Consultation Process: Will Your Feedback Count? [Updated]

[Update: after we wrote this, we got a commitment from the developer, which you can read here]

We had promised our members that we would try and find out more about the planning and feedback process and hoped to be able to post details on the website. Unfortunately, even the simplest questions end up requiring huge amounts of detective work. Take, for example, our simple desire to find out when the deadline for feedback for the public consultation is.

After weeks of trying, we were finally given an answer by the planners.

To our shock, and that of our members, we have been told it was on the 13th September, less than 2 weeks after the first exhibition.

Silly us, we should have realised! Obviously it’s asking way too much to expect this date to have been displayed at the exhibitions (it wasn’t), to be printed on their leaflets (it wasn’t) or made available through the websites of the community councils (nowhere to be seen).  How totally unreasonable of us to think that it should have been printed at the bottom of the feedback questionnaires people were asked to fill in and send back (by when?). Downright churlish to expect it to appear on the Craighouse Partnership website (nope) alongside the details of how to send in our comments and views.

In fact, unless you happened to be in the right place at the right time: ie reading the Public Notices section of the Scotsman on the 25th August 2011 (copied to the right), you wouldn’t have seen it at all.

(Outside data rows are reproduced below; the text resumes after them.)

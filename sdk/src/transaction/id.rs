//! Transaction identifiers.
//!
//! A transaction ID is the payer account plus the instant the transaction
//! becomes valid. The network deduplicates on it, so two transactions built
//! in the same nanosecond by the same payer must still get distinct IDs.

use std::fmt;
use std::str::FromStr;
use std::sync::atomic::{AtomicI64, Ordering};

use rand::Rng;

use crate::config::TRANSACTION_ID_BACKDATE_MAX;
use crate::entity::AccountId;
use crate::error::{Error, Result};
use crate::proto::{required, services, FromProtobuf, ToProtobuf};
use crate::timestamp::Timestamp;

/// Last valid-start handed out by [`TransactionId::generate`], in Unix nanos.
static LAST_VALID_START: AtomicI64 = AtomicI64::new(0);

/// `payer@seconds.nanos[?scheduled][/nonce]`.
///
/// A nonce of zero is the wire default and means "no nonce"; it is stored as
/// `None`.
#[derive(Clone, Copy, PartialEq, Eq, Hash, PartialOrd, Ord)]
pub struct TransactionId {
    pub account_id: AccountId,
    pub valid_start: Timestamp,
    pub scheduled: bool,
    pub nonce: Option<i32>,
}

impl TransactionId {
    pub fn with_valid_start(account_id: AccountId, valid_start: Timestamp) -> Self {
        Self {
            account_id,
            valid_start,
            scheduled: false,
            nonce: None,
        }
    }

    /// A fresh ID for `account_id`.
    ///
    /// The valid start is backdated by a random offset (so clock skew with the
    /// node does not make it look like it is from the future) and is strictly
    /// increasing across every call in the process.
    pub fn generate(account_id: AccountId) -> Self {
        let backdate = rand::thread_rng()
            .gen_range(0..TRANSACTION_ID_BACKDATE_MAX.as_nanos() as i64);
        let candidate = Timestamp::now().to_unix_nanos() as i64 - backdate;

        let mut last = LAST_VALID_START.load(Ordering::Relaxed);
        let valid_start = loop {
            let next = candidate.max(last + 1);
            match LAST_VALID_START.compare_exchange_weak(
                last,
                next,
                Ordering::AcqRel,
                Ordering::Relaxed,
            ) {
                Ok(_) => break next,
                Err(actual) => last = actual,
            }
        };

        Self::with_valid_start(account_id, Timestamp::from_unix_nanos(i128::from(valid_start)))
    }

    pub fn scheduled(mut self, scheduled: bool) -> Self {
        self.scheduled = scheduled;
        self
    }

    pub fn nonce(mut self, nonce: i32) -> Self {
        self.nonce = non_zero(nonce);
        self
    }

    /// The ID of chunk `index` in a chain started by `self`.
    pub(crate) fn offset_nanos(&self, index: usize) -> Self {
        Self {
            valid_start: self.valid_start.plus_nanos(index as u64),
            ..*self
        }
    }
}

impl fmt::Display for TransactionId {
    fn fmt(&self, f: &mut fmt::Formatter<'_>) -> fmt::Result {
        write!(f, "{}@{}", self.account_id, self.valid_start)?;
        if self.scheduled {
            f.write_str("?scheduled")?;
        }
        if let Some(nonce) = self.nonce {
            write!(f, "/{nonce}")?;
        }
        Ok(())
    }
}

impl fmt::Debug for TransactionId {
    fn fmt(&self, f: &mut fmt::Formatter<'_>) -> fmt::Result {
        write!(f, "TransactionId(\"{self}\")")
    }
}

impl FromStr for TransactionId {
    type Err = Error;

    fn from_str(s: &str) -> Result<Self> {
        let bad = || {
            Error::parse(format!(
                "expected `<account>@<seconds>.<nanos>[?scheduled][/<nonce>]`, got `{s}`"
            ))
        };

        let (account, rest) = s.split_once('@').ok_or_else(bad)?;
        let (rest, nonce) = match rest.split_once('/') {
            Some((rest, nonce)) => (rest, non_zero(nonce.parse::<i32>().map_err(|_| bad())?)),
            None => (rest, None),
        };
        let (valid_start, scheduled) = match rest.strip_suffix("?scheduled") {
            Some(valid_start) => (valid_start, true),
            None => (rest, false),
        };

        Ok(Self {
            account_id: account.parse()?,
            valid_start: valid_start.parse()?,
            scheduled,
            nonce,
        })
    }
}

impl ToProtobuf for TransactionId {
    type Protobuf = services::TransactionId;

    fn to_protobuf(&self) -> Self::Protobuf {
        services::TransactionId {
            transaction_valid_start: Some(self.valid_start.to_protobuf()),
            account_id: Some(self.account_id.to_protobuf()),
            scheduled: self.scheduled,
            nonce: self.nonce.unwrap_or_default(),
        }
    }
}

impl FromProtobuf<services::TransactionId> for TransactionId {
    fn from_protobuf(pb: services::TransactionId) -> Result<Self> {
        Ok(Self {
            account_id: AccountId::from_protobuf(required(pb.account_id, "accountID")?)?,
            valid_start: Timestamp::from_protobuf(required(
                pb.transaction_valid_start,
                "transactionValidStart",
            )?)?,
            scheduled: pb.scheduled,
            nonce: non_zero(pb.nonce),
        })
    }
}

fn non_zero(nonce: i32) -> Option<i32> {
    (nonce != 0).then_some(nonce)
}

#[cfg(test)]
mod tests {
    use super::*;

    #[test]
    fn text_round_trip() {
        for text in [
            "0.0.1001@1700000000.000000042",
            "0.0.1001@1700000000.000000042?scheduled",
            "0.0.1001@1700000000.000000042?scheduled/3",
            "1.2.3@5.000000000/7",
        ] {
            let id: TransactionId = text.parse().unwrap();
            assert_eq!(id.to_string(), text);
        }
    }

    #[test]
    fn reject_malformed_text() {
        for text in ["0.0.1001", "0.0.1001@", "0.0.1001@1.2/x", "a.b.c@1.2", "0.0.1@1.2?sched"] {
            assert!(text.parse::<TransactionId>().is_err(), "`{text}` should not parse");
        }
    }

    #[test]
    fn wire_round_trip() {
        let id: TransactionId = "0.0.1001@1700000000.000000042?scheduled/9".parse().unwrap();
        assert_eq!(TransactionId::from_bytes(&id.to_bytes()).unwrap(), id);
    }

    #[test]
    fn zero_nonce_is_no_nonce() {
        let id: TransactionId = "0.0.1001@1700000000.000000042/0".parse().unwrap();
        assert_eq!(id.nonce, None);
        assert_eq!(id.to_string(), "0.0.1001@1700000000.000000042");
        assert_eq!(TransactionId::from_bytes(&id.to_bytes()).unwrap(), id);

        let built = TransactionId::with_valid_start(AccountId::new(0, 0, 2), Timestamp::new(5, 0));
        assert_eq!(built.nonce(0), built);
        assert_eq!(built.nonce(4).nonce, Some(4));
    }

    #[test]
    fn wire_requires_account_and_start() {
        let pb = services::TransactionId {
            account_id: None,
            ..Default::default()
        };
        assert!(matches!(TransactionId::from_protobuf(pb), Err(Error::Decode(_))));
    }

    #[test]
    fn generate_is_strictly_monotonic() {
        let account = AccountId::new(0, 0, 1001);
        let mut last = TransactionId::generate(account);
        for _ in 0..1_000 {
            let next = TransactionId::generate(account);
            assert!(next.valid_start > last.valid_start);
            last = next;
        }
    }

    #[test]
    fn generate_is_backdated() {
        let before = Timestamp::now();
        let id = TransactionId::generate(AccountId::new(0, 0, 2));
        assert!(id.valid_start <= before.plus_nanos(1_000_000));
        let floor = before
            .minus(TRANSACTION_ID_BACKDATE_MAX)
            .minus(std::time::Duration::from_secs(1));
        assert!(id.valid_start >= floor);
    }

    #[test]
    fn chunk_offsets_advance_by_nanos() {
        let id: TransactionId = "0.0.5@10.999999999".parse().unwrap();
        assert_eq!(id.offset_nanos(0), id);
        assert_eq!(id.offset_nanos(2).to_string(), "0.0.5@11.000000001");
    }
}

Unfortunately, we weren’t and neither was a single one of our members who came to the meeting last night and were, understandably, pretty upset about it.

The only way the Friends managed to find out was by putting in a letter of complaint to the planning department. But even the planning department didn’t know (obviously they hadn’t happened to be reading the notices section of the Scotsman on the 25th August either) and had to send off for a copy of the advert from the developers before they knew.

Implications

The planning department confirmed the developers can ignore any comments made after the 13th September. Any letters you wrote or emails you sent (and ours!) after that date can be kept by the developers and not sent onto the planning department. The developers could, of course, choose to send on such comments to the planning department when they put in an application…or they could choose not to. They could even select the comments sent in after the 13th that they wish to send into the planners, according to their preference.

There may be a perfectly reasonable explanation for such a short deadline. It may be that the developers wanted time to respond, or to encourage people to send in comments early.

So, why make it so hard to find out what the deadline is?

The official address for comments on the Scotsman advert is different to everywhere else – Montagu Evans, a property consultancy. But in the exhibitions and online, we were told to submit comments to Invicta PA, a lobbying company. Could comments sent to Invicta PA be selectively sent on to the planning department as part of the developer’s official report, while only comments sent to Montagu Evans are required to be sent? We just don’t know.

Questions to the Developer

We have asked the developers for an explanation of the dates and difference in contact details, and to reassure the community that they will be including all comments made to them after the 13th September in their consultation report to the council. So far, they have said they will “take all responses into account”, both before and after the 13th September.

But on the issue of whether all responses will be included in their statutory consultation report to the council, they have been silent. We have asked 3 times now, and they have not made any commitments about including all comments from the community in the statutory consultation report.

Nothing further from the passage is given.